What is RGmatch for?
RGmatch is a flexible and easy-to-use tool to match genomic regions to the closest gene (also transcript or exon), which provides the area of the gene where the region overlaps. The algorithm can be applied to any organism as long as the genome annotation is available.
What input files do I need?
In order to compute the associations, RGmatch needs the following information:
- A GTF annotation file providing the chromosome positions of all the features to be considered (genes, transcripts and exons). This GTF file should include annotations at exon level, that is, the 3rd column of the GTF must contain "exon" tag.
- A BED file containing the regions of interest to be associated to features.
Both the GTF and the BED files could be passed compressed in Gzip format.
Chromosome naming convention should be the same in the GTF and the BED file !
You can either download the GTF file from any public database or use your own built GTF file as long as it has the following format:
1 havana gene 3073253 3074322 . + . gene_id "ENSMUSG00000102693"; gene_version "1"; gene_name "RP23-271O17.1"; gene_source "havana"; gene_biotype "TEC"; 1 havana transcript 3073253 3074322 . + . gene_id "ENSMUSG00000102693"; gene_version "1"; transcript_id "ENSMUST00000193812"; transcript_version "1"; gene_name "RP23-271O17.1"; gene_source "havana"; gene_biotype "TEC"; transcript_name "RP23-271O17.1-001"; transcript_source "havana"; transcript_biotype "TEC"; tag "basic"; 1 havana exon 3073253 3074322 . + . gene_id "ENSMUSG00000102693"; gene_version "1"; transcript_id "ENSMUST00000193812"; transcript_version "1"; exon_number "1"; gene_name "RP23-271O17.1"; gene_source "havana"; gene_biotype "TEC"; transcript_name "RP23-271O17.1-001"; transcript_source "havana"; transcript_biotype "TEC"; exon_id "ENSMUSE00001343744"; exon_version "1"; tag "basic";
The current example corresponds to the Mus musculus annotation from Ensembl (mmusculus.gtf).
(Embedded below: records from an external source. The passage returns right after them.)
use super::Tracer;
use crate::{
    Console, DecodedInstruction, MachineState, MachineWarning, Opcode, RegisterFile,
    RegisterSelector, TraceEvent,
};

/// Operands for one cycle.
#[derive(Debug, Clone, Copy, PartialEq, Eq, Default)]
pub struct Operands {
    /// First operand.
    pub path_a: u32,
    /// Second operand.
    pub path_b: u32,
    /// A `SCAN` got no usable value; the cycle must not commit its result.
    pub input_rejected: bool,
}

/// Produces `path_a` and `path_b` for one cycle.
///
/// `path_a` always comes from the `read_a` register selector. `path_b` comes
/// from the console for `SCAN`, from memory for `RAM_READ`, from the raw
/// field when the immediate flag is set, or from the `read_b` register.
/// Rejected console input leaves `path_b` at 0 and sets
/// [`Operands::input_rejected`].
pub fn resolve_operands(
    instruction: &DecodedInstruction,
    state: &MachineState,
    console: &mut dyn Console,
    tracer: &mut Tracer<'_>,
) -> Operands {
    let path_a = read_register(&state.registers, instruction.read_a_select, tracer);
    let field = instruction.read_b_or_immediate;
    let mut input_rejected = false;

    let path_b = match instruction.opcode {
        Opcode::Scan => scan(console, tracer).unwrap_or_else(|| {
            input_rejected = true;
            0
        }),
        Opcode::RamRead if field == 0 => 0,
        Opcode::RamRead => u32::from(state.memory.read(field - 1)),
        _ if instruction.immediate_enable => u32::from(field),
        _ => read_register(&state.registers, field, tracer),
    };

    tracer.emit(TraceEvent::OperandsResolved { path_a, path_b });
    Operands {
        path_a,
        path_b,
        input_rejected,
    }
}

fn read_register(registers: &RegisterFile, selector: u8, tracer: &mut Tracer<'_>) -> u32 {
    match RegisterSelector::from_field(selector) {
        RegisterSelector::Disabled => 0,
        RegisterSelector::Register(index) => registers.get(index),
        RegisterSelector::OutOfRange(selector) => {
            tracer.warn(MachineWarning::RegisterSelectorOutOfRange { selector });
            0
        }
    }
}

fn scan(console: &mut dyn Console, tracer: &mut Tracer<'_>) -> Option<u32> {
    tracer.emit(TraceEvent::InputRequested);
    let Some(line) = console.read_line() else {
        tracer.warn(MachineWarning::InputClosed);
        return None;
    };
    parse_console_integer(&line)
        .map_err(|warning| tracer.warn(warning))
        .ok()
}

/// Parses the first whitespace-delimited token of a console line.
///
/// # Errors
///
/// Returns [`MachineWarning::InputOutOfRange`] for integers that do not fit
/// in `u32` (including negatives) and [`MachineWarning::InputNotANumber`] for
/// anything else, including an empty line.
pub fn parse_console_integer(line: &str) -> Result<u32, MachineWarning> {
    let token = line.split_whitespace().next().unwrap_or_default();
    let out_of_range = || MachineWarning::InputOutOfRange {
        token: token.to_owned(),
    };

    match token.parse::<i64>() {
        Ok(value) => u32::try_from(value).map_err(|_| out_of_range()),
        Err(err) => match err.kind() {
            std::num::IntErrorKind::PosOverflow | std::num::IntErrorKind::NegOverflow => {
                Err(out_of_range())
            }
            _ => Err(MachineWarning::InputNotANumber {
                token: token.to_owned(),
            }),
        },
    }
}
The BED file used as input for RGmatch should have at least three columns: chromosome, start position, end position (read more about BED format at BED specification). Example:
1 10 15 1 103 129 ...
These are the arguments for the RGmatch algorithm:
Usage: python rgmatch.py [options] <mandatory> Options: -r, --report: Report at the 'exon', 'transcript' or 'gene' level. Default: 'exon' -q, --distance: Maximum distance in kb to report associations. Default: 10 (10kb) -t, --tss: TSS region distance. Default: 200 bps -s, --tts: TTS region distance. Default: 0 bps -p, --promoter: Promoter region distance. Default: 1300 bps -v, --perc_area: Percentage of the area of the gene overlapped to be considered to discriminate at transcript and gene level. Default: 90 (90%) -w, --perc_region: Percentage of the region overlapped by the gene to be considered to discriminate at transcript and gene level. Default: 50 (50%) -R, --rules: File containing the priorities in case of ties. Default: TSS,1st_EXON,PROMOTER,TTS,INTRON,GENE_BODY,UPSTREAM,DOWNSTREAM -G, --gene: GTF tag used to get gene ids/names. Default: gene_id -T, --transcript: GTF tag used to get transcript ids/names. Default: transcript_id -h, --help: show this help message and exit Mandatory: -g, --gtf: GTF annotation file -b, --bed: Region bed file -o, --output: Output file 05/11/2015. Pedro Furió Tarí.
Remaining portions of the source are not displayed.